Exercise goal.
In the data that follows, find the line with "file's bytes, hex-encoded."; transcribe it, every later line up to the one with "fn hex_digest(digest: &[u8])", and that line as well, exactly and with no others.

Start of Block

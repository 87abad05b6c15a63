use sha2::{Digest, Sha256};
use std::fmt::Write as _;
use std::io::Read;
use std::path::Path;

/// Streaming SHA-256 over a file's bytes, hex-encoded.
pub fn hash_file(path: &Path) -> std::io::Result<String> {
    let mut file = std::fs::File::open(path)?;
    let mut hasher = Sha256::new();
    let mut buf = [0u8; 8192];
    loop {
        let n = file.read(&mut buf)?;
        if n == 0 {
            break;
        }
        hasher.update(&buf[..n]);
    }
    Ok(hex_digest(&hasher.finalize()))
}

/// Like [`hash_file`] but absent/unreadable files yield `None`.
///
/// The classifier treats a missing destination as "nothing on disk",
/// not as an error.
pub fn try_hash_file(path: &Path) -> Option<String> {
    if !path.is_file() {
        return None;
    }
    hash_file(path).ok()
}

pub fn hash_bytes(bytes: &[u8]) -> String {
    let mut hasher = Sha256::new();
    hasher.update(bytes);
    hex_digest(&hasher.finalize())
}

pub fn hash_string(content: &str) -> String {
    hash_bytes(content.as_bytes())
}

fn hex_digest(digest: &[u8]) -> String {
    let mut out = String::with_capacity(digest.len() * 2);
    for byte in digest {
        let _ = write!(out, "{byte:02x}");
    }
    out
}

#[cfg(test)]
mod tests {
    use super::*;

    #[test]
    fn hash_string_matches_known_vector() {
        // SHA-256("abc")
        assert_eq!(
            hash_string("abc"),
            "ba7816bf8f01cfea414140de5dae2223b00361a396177a9cb410ff61f20015ad"
        );
    }

    #[test]
    fn file_and_bytes_digests_agree() {
        let dir = tempfile::tempdir().unwrap();
        let path = dir.path().join("artifact.md");
        std::fs::write(&path, b"artifact body\n").unwrap();
        assert_eq!(hash_file(&path).unwrap(), hash_bytes(b"artifact body\n"));
    }

    #[test]
    fn try_hash_file_returns_none_for_missing() {
        let dir = tempfile::tempdir().unwrap();
        assert!(try_hash_file(&dir.path().join("absent")).is_none());
    }
}
use graft_core::paths::{FsCaseSensitivity, comparison_key};
use graft_store::Registry;
use std::collections::HashMap;
use std::path::{Path, PathBuf};

/// A planned destination already claimed by a different integration.
#[derive(Debug, Clone)]
pub struct OwnershipConflict {
    pub dest: PathBuf,
    pub owners: Vec<String>,
}

/// Normalized destination -> owning integration ids, built over the whole
/// registry so detection is symmetric: whichever integration is processed
/// first, a shared destination is reported against the other owner.
#[derive(Debug)]
pub struct OwnershipIndex {
    owners: HashMap<String, Vec<String>>,
    case: FsCaseSensitivity,
}

impl OwnershipIndex {
    pub fn build(registry: &Registry, case: FsCaseSensitivity) -> Self {
        let mut owners: HashMap<String, Vec<String>> = HashMap::new();
        for (id, integration) in &registry.integrations {
            for mapping in &integration.artifact_mappings {
                let key = comparison_key(&mapping.dest_abspath, case);
                let entry = owners.entry(key).or_default();
                if !entry.contains(id) {
                    entry.push(id.clone());
                }
            }
        }
        Self { owners, case }
    }

    /// Integrations other than `integration_id` that claim `dest`.
    pub fn other_owners(&self, integration_id: &str, dest: &Path) -> Vec<String> {
        let key = comparison_key(dest, self.case);
        self.owners
            .get(&key)
            .map(|ids| {
                ids.iter()
                    .filter(|id| id.as_str() != integration_id)
                    .cloned()
                    .collect()
            })
            .unwrap_or_default()
    }

    /// Cross-integration conflicts for a set of planned destinations.
    /// Any non-empty result is a hard stop for apply unless the caller
    /// explicitly forces past it.
    pub fn conflicts_for(&self, integration_id: &str, dests: &[PathBuf]) -> Vec<OwnershipConflict> {
        dests
            .iter()
            .filter_map(|dest| {
                let owners = self.other_owners(integration_id, dest);
                if owners.is_empty() {
                    None
                } else {
                    Some(OwnershipConflict {
                        dest: dest.clone(),
                        owners,
                    })
                }
            })
            .collect()
    }
}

End of Block

Final answer.
/// Streaming SHA-256 over a file's bytes, hex-encoded.
pub fn hash_file(path: &Path) -> std::io::Result<String> {
    let mut file = std::fs::File::open(path)?;
    let mut hasher = Sha256::new();
    let mut buf = [0u8; 8192];
    loop {
        let n = file.read(&mut buf)?;
        if n == 0 {
            break;
        }
        hasher.update(&buf[..n]);
    }
    Ok(hex_digest(&hasher.finalize()))
}

/// Like [`hash_file`] but absent/unreadable files yield `None`.
///
/// The classifier treats a missing destination as "nothing on disk",
/// not as an error.
pub fn try_hash_file(path: &Path) -> Option<String> {
    if !path.is_file() {
        return None;
    }
    hash_file(path).ok()
}

pub fn hash_bytes(bytes: &[u8]) -> String {
    let mut hasher = Sha256::new();
    hasher.update(bytes);
    hex_digest(&hasher.finalize())
}

pub fn hash_string(content: &str) -> String {
    hash_bytes(content.as_bytes())
}

fn hex_digest(digest: &[u8]) -> String {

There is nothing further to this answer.